The rulings of the Polish Constitutional Tribunal likening the President’s pardon power to a royal whim are wrong. In former monarchies, the king was deemed the “fountainhead of justice,” and thus could be said to have unbridled licence to interfere in its administration. In a modern state, the President does not play such a role, and in a democracy sources of justice are sought elsewhere. Therefore, the President’s pardon power cannot be understood so anachronistically.

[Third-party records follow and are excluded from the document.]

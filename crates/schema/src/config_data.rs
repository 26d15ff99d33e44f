use std::collections::BTreeMap;
use serde::{Deserialize, Serialize};

pub const SPEND_UNCONFIRMED_CONFIG_KEY: &str = "spend_unconfirmed";
pub const TRANSACTION_NOTIFICATION_CONFIG_KEY: &str = "transaction_notification";
pub const DARK_MODE_CONFIG_KEY: &str = "dark_mode";
pub const CURRENCY_CONVERSION_CONFIG_KEY: &str = "currency_conversion_option";
pub const LOG_LEVEL_CONFIG_KEY: &str = "log_level";
pub const STARTUP_PASSWORD_SET_CONFIG_KEY: &str = "startup_password_set";
pub const AUTO_MOVE_FUNDS_CONFIG_SUFFIX: &str = "auto_move_funds";

pub const DEFAULT_LOG_LEVEL: &str = "info";
pub const DEFAULT_CURRENCY_CONVERSION: &str = "none";

/// Wallet scoped keys are prefixed with the wallet id.
pub fn wallet_config_key(wallet_id: i32, key: &str) -> String {
    format!("{}_{}", wallet_id, key)
}

#[derive(Clone, Serialize, Deserialize, Debug, Default, PartialEq)]
#[serde(default)] // This allows fields to be omitted in TOML
pub struct WindowSettings {
    pub width: Option<f32>,
    pub height: Option<f32>,
}

#[derive(Clone, Serialize, Deserialize, Debug, Default, PartialEq)]
#[serde(default)] // This allows fields to be omitted in TOML
pub struct ConfigData {
    pub log_level: Option<String>,
    pub window: WindowSettings,
    // Values written by preference widgets, keyed by preference key.
    pub user: BTreeMap<String, String>,
}

impl ConfigData {
    pub fn effective_log_level(&self) -> String {
        self.user.get(LOG_LEVEL_CONFIG_KEY)
            .cloned()
            .or(self.log_level.clone())
            .unwrap_or(DEFAULT_LOG_LEVEL.to_string())
    }
}

#[cfg(test)]
mod tests {
    use super::*;

    #[test]
    fn partial_toml_parses_with_defaults() {
        let c: ConfigData = toml::from_str("log_level = \"debug\"\n[user]\ndark_mode = \"true\"\n").unwrap();
        assert_eq!(c.log_level.as_deref(), Some("debug"));
        assert_eq!(c.window, WindowSettings::default());
        assert_eq!(c.user.get(DARK_MODE_CONFIG_KEY).map(|s| s.as_str()), Some("true"));
    }

    #[test]
    fn user_log_level_overrides_top_level() {
        let mut c = ConfigData::default();
        assert_eq!(c.effective_log_level(), DEFAULT_LOG_LEVEL);
        c.log_level = Some("warn".to_string());
        assert_eq!(c.effective_log_level(), "warn");
        c.user.insert(LOG_LEVEL_CONFIG_KEY.to_string(), "trace".to_string());
        assert_eq!(c.effective_log_level(), "trace");
        assert_eq!(wallet_config_key(2, AUTO_MOVE_FUNDS_CONFIG_SUFFIX), "2_auto_move_funds");
    }
}
use std::sync::OnceLock;

use tracing_subscriber::layer::SubscriberExt;
use tracing_subscriber::util::SubscriberInitExt;
use tracing_subscriber::{reload, EnvFilter, Registry};

static FILTER_HANDLE: OnceLock<reload::Handle<EnvFilter, Registry>> = OnceLock::new();

pub fn filter_directives(log_level: &str) -> String {
    format!(
        "wgpu=ERROR,winit=WARN,eframe=WARN,egui=WARN,dcrdesk={l},dcrdesk_gui={l},dcrdesk_common={l},dcrdesk_schema={l}",
        l = log_level
    )
}

pub fn init_tracing(log_level: &str) {

    let fmt_layer = tracing_subscriber::fmt::Layer::default()
        .compact()
        .with_ansi(false);

    let (filter_layer, handle) = reload::Layer::new(EnvFilter::new(filter_directives(log_level)));

    // Another subscriber may already be installed by a test harness.
    if tracing_subscriber::registry()
        .with(filter_layer)
        .with(fmt_layer)
        .try_init()
        .is_ok()
    {
        let _ = FILTER_HANDLE.set(handle);
    }
}

/// Swaps the installed filter for one built from `log_level`.
/// Returns false when no reloadable subscriber was installed by `init_tracing`.
pub fn reload_filter(log_level: &str) -> Result<bool, reload::Error> {
    match FILTER_HANDLE.get() {
        Some(handle) => handle.reload(EnvFilter::new(filter_directives(log_level))).map(|_| true),
        None => Ok(false),
    }
}

#[cfg(test)]
mod tests {
    use super::*;

    #[test]
    fn directives_scope_our_crates() {
        let d = filter_directives("debug");
        assert!(d.contains("dcrdesk_gui=debug"));
        assert!(d.contains("egui=WARN"));
    }
}
impl<G: 'static> Modal<G> for CreatePasswordModal<G> {
    fn id(&self) -> &str {
        self.frame.id()
    }

    fn on_resume(&mut self, _g: &mut G) {
        if self.name_enabled {
            self.wallet_name.focus();
        } else {
            self.password.focus();
        }
    }

    fn handle(&mut self, g: &mut G) {
        self.drain_events();
        if self.frame.is_dismissed() {
            return;
        }

        let editors = handle_editor_events(&mut [&mut self.wallet_name, &mut self.password, &mut self.confirm_password]);
        if editors.changed {
            self.clear_errors();
        }
        self.positive_enabled = self.any_editor_filled();
        self.strength.compute(self.password.text());

        let confirm_clicked = self.confirm.clicked();
        if (confirm_clicked || editors.submit) && self.positive_enabled && !self.is_loading && self.validate() {
            self.submit(g);
        }

        let cancel_clicked = self.cancel.clicked();
        if cancel_clicked && !self.is_loading {
            if let Some(parent) = &self.parent {
                self.gctx.nav.resume_page(parent.clone());
            }
            if let Some(callback) = self.negative_button.as_mut() {
                callback(g);
            }
            self.frame.dismiss();
        }

        let backdrop = self.frame.backdrop_clicked();
        if backdrop && self.is_cancelable && !self.is_loading {
            self.frame.dismiss();
        }
    }

    fn layout(&mut self, ctx: &egui::Context, _g: &G) {
        let theme = self.gctx.theme();
        let theme: &Theme = &theme;
        let Self {
            frame,
            title,
            description,
            wallet_name,
            password,
            confirm_password,
            strength,
            name_enabled,
            show_wallet_info_tip,
            is_loading,
            positive_enabled,
            server_error,
            confirm,
            cancel,
            ..
        } = self;
        frame.layout(ctx, theme, |ui| {
            h6(ui, theme, title.clone());
            if !description.is_empty() {
                body2(ui, theme, description.clone());
            }
            if !server_error.is_empty() {
                egui::Frame::none()
                    .fill(theme.color.danger)
                    .rounding(values::MARGIN_PADDING_4)
                    .inner_margin(egui::Margin::same(values::MARGIN_PADDING_8))
                    .show(ui, |ui| {
                        ui.label(RichText::new(server_error.clone()).color(theme.color.white));
                    });
            }
            ui.add_space(values::MARGIN_PADDING_12);

            ui.add_enabled_ui(!*is_loading, |ui| {
                if *name_enabled {
                    Self::editor_block(ui, theme, wallet_name, false);
                }
                Self::editor_block(ui, theme, password, true);
                strength.layout(ui, theme);
                ui.add_space(values::MARGIN_PADDING_8);
                Self::editor_block(ui, theme, confirm_password, true);
            });

            if *show_wallet_info_tip {
                small_label(ui, theme.color.gray_text2, string(Str::SpendingPasswordInfo2));
            }
            ui.add_space(values::MARGIN_PADDING_16);

            ui.with_layout(Layout::right_to_left(egui::Align::Center), |ui| {
                if *is_loading {
                    ui.spinner();
                } else {
                    let enabled = *positive_enabled;
                    confirm.add_enabled(ui, enabled, primary_button(theme, string(Str::Confirm), enabled));
                    cancel.add(ui, outline_button(theme, string(Str::Cancel)));
                }
            });
        });
    }
}
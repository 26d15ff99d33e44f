use std::time::Duration;

use dcrdesk_gui::dependencies::gui_depends::WalletDepends;
use dcrdesk_gui::page::navigator::PageStack;
use dcrdesk_gui::page::wallets::WalletsPage;
use dcrdesk_gui::theme::SharedTheme;
use eframe::{egui, Frame};

pub mod initialize;
pub mod native_gui_dependencies;

const IDLE_REPAINT: Duration = Duration::from_millis(250);

pub struct ClientApp<G> where G: WalletDepends {
    stack: PageStack<G>,
    gui_depends: G,
}

impl<G> ClientApp<G> where G: WalletDepends {
    pub fn new(gui_depends: G, theme: SharedTheme) -> Self {
        let stack = PageStack::new(theme);
        let gctx = stack.gui_context();
        gctx.nav.display(WalletsPage::new(&gctx));
        Self { stack, gui_depends }
    }

    /// One frame: consume last frame's clicks, then draw.
    pub fn frame(&mut self, ctx: &egui::Context) {
        self.stack.handle(&mut self.gui_depends);
        self.stack.layout(ctx, &self.gui_depends);
    }

    pub fn stack(&self) -> &PageStack<G> {
        &self.stack
    }

    pub fn depends_mut(&mut self) -> &mut G {
        &mut self.gui_depends
    }
}

impl<G> eframe::App for ClientApp<G> where G: WalletDepends {
    /// Called each time the UI needs repainting, which may be many times per second.
    fn update(&mut self, ctx: &egui::Context, _frame: &mut Frame) {
        self.frame(ctx);
        // Background results arrive over channels without an input event.
        ctx.request_repaint_after(IDLE_REPAINT);
    }
}

impl<G> Drop for ClientApp<G> where G: WalletDepends {
    fn drop(&mut self) {
        self.stack.close_all();
    }
}
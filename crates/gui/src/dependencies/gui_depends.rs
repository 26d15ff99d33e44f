use dcrdesk_schema::conf::config_store::ConfigStore;
use dcrdesk_schema::wallet::{AccountInfo, WalletInfo};
use dcrdesk_schema::DcResult;

/// Wallet library and runtime services the pages delegate to.
pub trait WalletDepends: ConfigStore + Clone + Send + 'static {

    fn wallets(&self) -> Vec<WalletInfo>;
    fn wallet(&self, wallet_id: i32) -> DcResult<WalletInfo>;
    fn accounts(&self, wallet_id: i32) -> DcResult<Vec<AccountInfo>>;

    fn create_wallet(&self, name: &str, password: &str) -> DcResult<WalletInfo>;
    fn change_startup_password(&self, password: &str) -> DcResult<()>;

    /// Creates the two named accounts and marks them as the mixer pair.
    fn create_mixer_accounts(&self, wallet_id: i32, mixed_account: &str, unmixed_account: &str, password: &str) -> DcResult<()>;
    fn set_mixer_accounts(&self, wallet_id: i32, mixed_account: i32, unmixed_account: i32, password: &str) -> DcResult<()>;

    fn spawn(&self, f: impl std::future::Future<Output = ()> + Send + 'static);
    /// Like `spawn`, but the future is dropped once `interrupt` disconnects or yields.
    fn spawn_interrupt(&self, f: impl std::future::Future<Output = ()> + Send + 'static, interrupt: flume::Receiver<()>);
}
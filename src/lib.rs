pub mod gui;
pub mod util;
pub mod wallet;
use std::str::FromStr;
use std::sync::Once;
use dcrdesk_schema::errors::into_error::ToErrorInfo;
use dcrdesk_schema::{error_message, json_or, DcResult, ErrorCode, ErrorInfo, ErrorInfoContext};
use log::{error, LevelFilter};
use crate::trace_setup::{init_tracing, reload_filter};

static INIT: Once = Once::new();

/// Setup function that is only run once, even if called multiple times.
pub fn init_logger_once() {
    INIT.call_once(|| {
        init_tracing("debug");
    });
}

pub fn init_logger_main(log_level: String) {
    INIT.call_once(|| {
        init_tracing(&log_level);
    });
}

/// Changes the level of our crates at runtime, for both `log` and `tracing` call sites.
pub fn set_log_level(log_level: &str) -> DcResult<()> {
    let level = LevelFilter::from_str(log_level)
        .map_err(|_| error_message(ErrorCode::ParseFailure, format!("Unknown log level {}", log_level)))?;
    if !reload_filter(log_level).error_info("Reloading log filter")? {
        return "Logger not initialized".to_error();
    }
    // Bridged `log` records are capped separately from the tracing filter.
    log::set_max_level(level.max(LevelFilter::Warn));
    Ok(())
}

pub trait Loggable<T> {
    fn log_error(&self) -> Result<&T, &ErrorInfo>;
}

impl<T> Loggable<T> for Result<T, ErrorInfo> {
    fn log_error(&self) -> Result<&T, &ErrorInfo> {
        self.as_ref().map_err(|e| {
            if !e.skip_logging {
                error!("{}", json_or(e));
            }
            e
        })
    }
}
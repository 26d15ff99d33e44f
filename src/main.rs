use std::path::PathBuf;

use clap::Parser;
use tracing::info;

use dcrdesk::gui::initialize::start_native_gui;
use dcrdesk::util::runtimes::build_simple_runtime;
use dcrdesk_common::log::{init_logger_main, init_logger_once, Loggable};
use dcrdesk_common::toml_config_store::{default_config_path, TomlConfigStore};
use dcrdesk_schema::conf::dc_args::DcArgs;
use dcrdesk_schema::DcResult;

fn run() -> DcResult<()> {
    let args = DcArgs::parse();
    let path = match &args.config_path {
        Some(p) => PathBuf::from(p),
        None => default_config_path()?,
    };
    let config = TomlConfigStore::load(&path)?;
    let level = args.log_level.clone().unwrap_or_else(|| config.config().effective_log_level());
    init_logger_main(level.clone());
    info!("Loaded config from {} with log level {}", path.display(), level);

    let runtime = build_simple_runtime(2, "gui")?;
    let ret = start_native_gui(&args, config, runtime.handle().clone());
    runtime.shutdown_background();
    ret
}

fn main() {
    let result = run();
    if result.is_err() {
        // Config failures happen before the level is known.
        init_logger_once();
        let _ = result.log_error();
        std::process::exit(1);
    }
}
use std::fs;
use std::path::{Path, PathBuf};

use dcrdesk_schema::errors::into_error::ToErrorInfo;
use dcrdesk_schema::wallet::{AccountInfo, WalletInfo, DEFAULT_ACCOUNT_NAME};
use dcrdesk_schema::{DcResult, ErrorCode, ErrorInfoContext, OptionContext};
use serde::{Deserialize, Serialize};
use sha3::{Digest, Sha3_256};
use tracing::{debug, info};

pub const REGISTRY_FILE_NAME: &str = "wallets.toml";

#[derive(Serialize, Deserialize, Debug, Clone, Default, PartialEq, Eq)]
#[serde(default)]
pub struct StoredWallet {
    pub info: WalletInfo,
    pub password_hash: String,
    pub accounts: Vec<AccountInfo>,
}

#[derive(Serialize, Deserialize, Debug, Clone, Default, PartialEq, Eq)]
#[serde(default)]
pub struct RegistryData {
    pub startup_password_hash: Option<String>,
    pub wallets: Vec<StoredWallet>,
}

pub fn hash_password(password: &str) -> String {
    hex::encode(Sha3_256::digest(password.as_bytes()))
}

/// Wallet records and account layout kept in a TOML file next to the config.
#[derive(Debug, Clone)]
pub struct LocalWalletRegistry {
    path: PathBuf,
    data: RegistryData,
}

impl LocalWalletRegistry {
    pub fn load(path: impl AsRef<Path>) -> DcResult<Self> {
        let path = path.as_ref().to_path_buf();
        let data = if path.exists() {
            let contents = fs::read_to_string(&path)
                .error_msg(ErrorCode::IoFailure, format!("Reading wallet registry {}", path.display()))?;
            toml::from_str::<RegistryData>(&contents)
                .error_msg(ErrorCode::ParseFailure, format!("Parsing wallet registry {}", path.display()))?
        } else {
            RegistryData::default()
        };
        info!("Loaded {} wallets from {}", data.wallets.len(), path.display());
        Ok(Self { path, data })
    }

    /// Writes `data` and adopts it only once it is on disk.
    fn commit(&mut self, data: RegistryData) -> DcResult<()> {
        if let Some(parent) = self.path.parent() {
            fs::create_dir_all(parent)
                .error_msg(ErrorCode::IoFailure, format!("Creating data dir {}", parent.display()))?;
        }
        let contents = toml::to_string(&data).error_msg(ErrorCode::ParseFailure, "Serializing wallet registry")?;
        fs::write(&self.path, contents)
            .error_msg(ErrorCode::IoFailure, format!("Writing wallet registry {}", self.path.display()))?;
        self.data = data;
        Ok(())
    }

    fn stored(&self, wallet_id: i32) -> DcResult<&StoredWallet> {
        self.data.wallets.iter()
            .find(|w| w.info.id == wallet_id)
            .ok_code(ErrorCode::WalletNotFound, format!("No wallet with id {}", wallet_id))
    }

    fn unlock(&self, wallet_id: i32, password: &str) -> DcResult<()> {
        if self.stored(wallet_id)?.password_hash != hash_password(password) {
            return "Invalid spending password".to_error_code(ErrorCode::InvalidPassphrase);
        }
        Ok(())
    }

    pub fn wallets(&self) -> Vec<WalletInfo> {
        self.data.wallets.iter().map(|w| w.info.clone()).collect()
    }

    pub fn wallet(&self, wallet_id: i32) -> DcResult<WalletInfo> {
        self.stored(wallet_id).map(|w| w.info.clone())
    }

    pub fn accounts(&self, wallet_id: i32) -> DcResult<Vec<AccountInfo>> {
        self.stored(wallet_id).map(|w| w.accounts.clone())
    }

    pub fn create_wallet(&mut self, name: &str, password: &str) -> DcResult<WalletInfo> {
        if self.data.wallets.iter().any(|w| w.info.name == name) {
            return format!("Wallet {} already exists", name).to_error_code(ErrorCode::WalletExists);
        }
        let id = self.data.wallets.iter().map(|w| w.info.id).max().unwrap_or(0) + 1;
        let info = WalletInfo { id, name: name.to_string(), ..Default::default() };
        let mut data = self.data.clone();
        data.wallets.push(StoredWallet {
            info: info.clone(),
            password_hash: hash_password(password),
            accounts: vec![AccountInfo { number: 0, name: DEFAULT_ACCOUNT_NAME.to_string(), balance_atoms: 0 }],
        });
        self.commit(data)?;
        info!("Created wallet {} with id {}", name, id);
        Ok(info)
    }

    pub fn change_startup_password(&mut self, password: &str) -> DcResult<()> {
        let mut data = self.data.clone();
        data.startup_password_hash = Some(hash_password(password));
        self.commit(data)
    }

    pub fn startup_password_set(&self) -> bool {
        self.data.startup_password_hash.is_some()
    }

    /// Finds the accounts by name, creating the missing ones, and marks them as the mixer pair.
    pub fn create_mixer_accounts(&mut self, wallet_id: i32, mixed: &str, unmixed: &str, password: &str) -> DcResult<()> {
        self.unlock(wallet_id, password)?;
        let mut data = self.data.clone();
        let wallet = stored_mut(&mut data, wallet_id)?;
        let mut numbers = vec![];
        for name in [mixed, unmixed] {
            let existing = wallet.accounts.iter().find(|a| a.name == name).map(|a| a.number);
            let number = match existing {
                Some(n) => n,
                None => {
                    let number = wallet.accounts.iter().map(|a| a.number).max().unwrap_or(-1) + 1;
                    wallet.accounts.push(AccountInfo { number, name: name.to_string(), balance_atoms: 0 });
                    debug!("Created account {} ({}) in wallet {}", name, number, wallet_id);
                    number
                }
            };
            numbers.push(number);
        }
        wallet.info.mixed_account = numbers.first().cloned();
        wallet.info.unmixed_account = numbers.get(1).cloned();
        self.commit(data)
    }

    pub fn set_mixer_accounts(&mut self, wallet_id: i32, mixed: i32, unmixed: i32, password: &str) -> DcResult<()> {
        self.unlock(wallet_id, password)?;
        if mixed == unmixed {
            return "Mixed and unmixed accounts must differ".to_error_code(ErrorCode::AccountNotFound);
        }
        let mut data = self.data.clone();
        let wallet = stored_mut(&mut data, wallet_id)?;
        for number in [mixed, unmixed] {
            if !wallet.accounts.iter().any(|a| a.number == number) {
                return format!("No account {} in wallet {}", number, wallet_id).to_error_code(ErrorCode::AccountNotFound);
            }
        }
        wallet.info.mixed_account = Some(mixed);
        wallet.info.unmixed_account = Some(unmixed);
        self.commit(data)
    }
}

fn stored_mut(data: &mut RegistryData, wallet_id: i32) -> DcResult<&mut StoredWallet> {
    data.wallets.iter_mut()
        .find(|w| w.info.id == wallet_id)
        .ok_code(ErrorCode::WalletNotFound, format!("No wallet with id {}", wallet_id))
}
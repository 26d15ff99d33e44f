use std::future::Future;
use std::sync::{Arc, Mutex, MutexGuard};

use dcrdesk_common::toml_config_store::TomlConfigStore;
use dcrdesk_gui::dependencies::gui_depends::WalletDepends;
use dcrdesk_schema::conf::config_store::ConfigStore;
use dcrdesk_schema::wallet::{AccountInfo, WalletInfo};
use dcrdesk_schema::{error_info, DcResult};
use tokio::runtime::Handle;
use tracing::{debug, error};

use crate::wallet::local_registry::LocalWalletRegistry;

fn locked<'a, T>(m: &'a Mutex<T>, what: &str) -> DcResult<MutexGuard<'a, T>> {
    m.lock().map_err(|_| error_info(format!("{} lock poisoned", what)))
}

/// File backed config and wallet registry, with async work on the tokio runtime.
#[derive(Clone)]
pub struct NativeWalletDepends {
    config: Arc<Mutex<TomlConfigStore>>,
    registry: Arc<Mutex<LocalWalletRegistry>>,
    runtime: Handle,
}

impl NativeWalletDepends {
    pub fn new(config: TomlConfigStore, registry: LocalWalletRegistry, runtime: Handle) -> Self {
        Self {
            config: Arc::new(Mutex::new(config)),
            registry: Arc::new(Mutex::new(registry)),
            runtime,
        }
    }

    fn registry(&self) -> DcResult<MutexGuard<'_, LocalWalletRegistry>> {
        locked(&self.registry, "Wallet registry")
    }
}

impl ConfigStore for NativeWalletDepends {
    fn read_string_config_value_for_key(&self, key: &str) -> String {
        match locked(&self.config, "Config") {
            Ok(c) => c.read_string_config_value_for_key(key),
            Err(e) => {
                error!("Reading {} failed: {}", key, e);
                String::new()
            }
        }
    }

    fn save_user_config_value(&mut self, key: &str, value: &str) {
        match locked(&self.config, "Config") {
            Ok(mut c) => c.save_user_config_value(key, value),
            Err(e) => error!("Saving {} failed: {}", key, e),
        }
    }
}

impl WalletDepends for NativeWalletDepends {
    fn wallets(&self) -> Vec<WalletInfo> {
        match self.registry() {
            Ok(r) => r.wallets(),
            Err(e) => {
                error!("Listing wallets failed: {}", e);
                vec![]
            }
        }
    }

    fn wallet(&self, wallet_id: i32) -> DcResult<WalletInfo> {
        self.registry()?.wallet(wallet_id)
    }

    fn accounts(&self, wallet_id: i32) -> DcResult<Vec<AccountInfo>> {
        self.registry()?.accounts(wallet_id)
    }

    fn create_wallet(&self, name: &str, password: &str) -> DcResult<WalletInfo> {
        self.registry()?.create_wallet(name, password)
    }

    fn change_startup_password(&self, password: &str) -> DcResult<()> {
        self.registry()?.change_startup_password(password)
    }

    fn create_mixer_accounts(&self, wallet_id: i32, mixed_account: &str, unmixed_account: &str, password: &str) -> DcResult<()> {
        self.registry()?.create_mixer_accounts(wallet_id, mixed_account, unmixed_account, password)
    }

    fn set_mixer_accounts(&self, wallet_id: i32, mixed_account: i32, unmixed_account: i32, password: &str) -> DcResult<()> {
        self.registry()?.set_mixer_accounts(wallet_id, mixed_account, unmixed_account, password)
    }

    fn spawn(&self, f: impl Future<Output = ()> + Send + 'static) {
        self.runtime.spawn(f);
    }

    fn spawn_interrupt(&self, f: impl Future<Output = ()> + Send + 'static, interrupt: flume::Receiver<()>) {
        self.runtime.spawn(async move {
            tokio::select! {
                _ = f => {}
                _ = interrupt.recv_async() => {
                    debug!("Background task interrupted");
                }
            }
        });
    }
}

But the assertion of the Supreme Court of Poland that the courts have a monopoly on the administration of justice, and therefore the presidential pardon is exclusively an act of humanitarianism and mercy, and may be applied exclusively to those who have been convicted in a final judgement, is also faulty, or at least not supported by sufficiently broad considerations. The act of pardon is a presidential weight on the balance of power. It is also a tool that serves the head of state to engage in the country’s political life—to wrestle (within the limits of the rules of the system) with the other two branches, especially the legislative.

In a modern state, to understand the function of the presidential pardon power it is worth looking at its history. The historical inspiration is best sought in the first modern republic: the United States of America. At the very end of the 18th century, the newly formed United States enacted a series of laws known as the Alien and Sedition Acts. They restricted immigration and criminalised unwarranted criticism of the federal government. In general, they consolidated and strengthened the federal power in the name of national security and under the pretext of the portended war with France. The Federalists were ardent supporters of the Alien and Sedition Acts, and the Democrats opposed them.

Several politicians and activists from the Democratic camp, including Matthew Lyon, a Vermont congressman with a colourful resumé, fell victim to those laws. He was sentenced to a short prison term and a fine. When Thomas Jefferson, a Democrat and opponent of the Alien and Sedition Acts, became President, he pardoned Lyon in a gesture that did not so much free Lyon from some draconian punishment in the name of mercy, as  exert a symbolic and political significance and enable Lyon to continue his political activity. Later Lyon worked to repeal the Alien and Sedition Acts, and Jefferson’s pardon of him contributed to the political backlash against these laws.

In other periods of modern history and in other countries, examples of heads of state using the pardon power in a similar way are numerous. Today, especially in parliamentary democracies where presidents do not play a significant executive role, the pardon power is not only a prerogative of mercy, but also an important instrument for presidents to practise politics. It allows them to engage and, to some extent, still count in the political game. In doing so, it performs a function somewhat similar to parliamentary immunity. The pardon power allows the President to prevent a situation where a court judgment would eliminate a person from political life. The view that the presidential pardon power in Poland should also serve this function seems sensible.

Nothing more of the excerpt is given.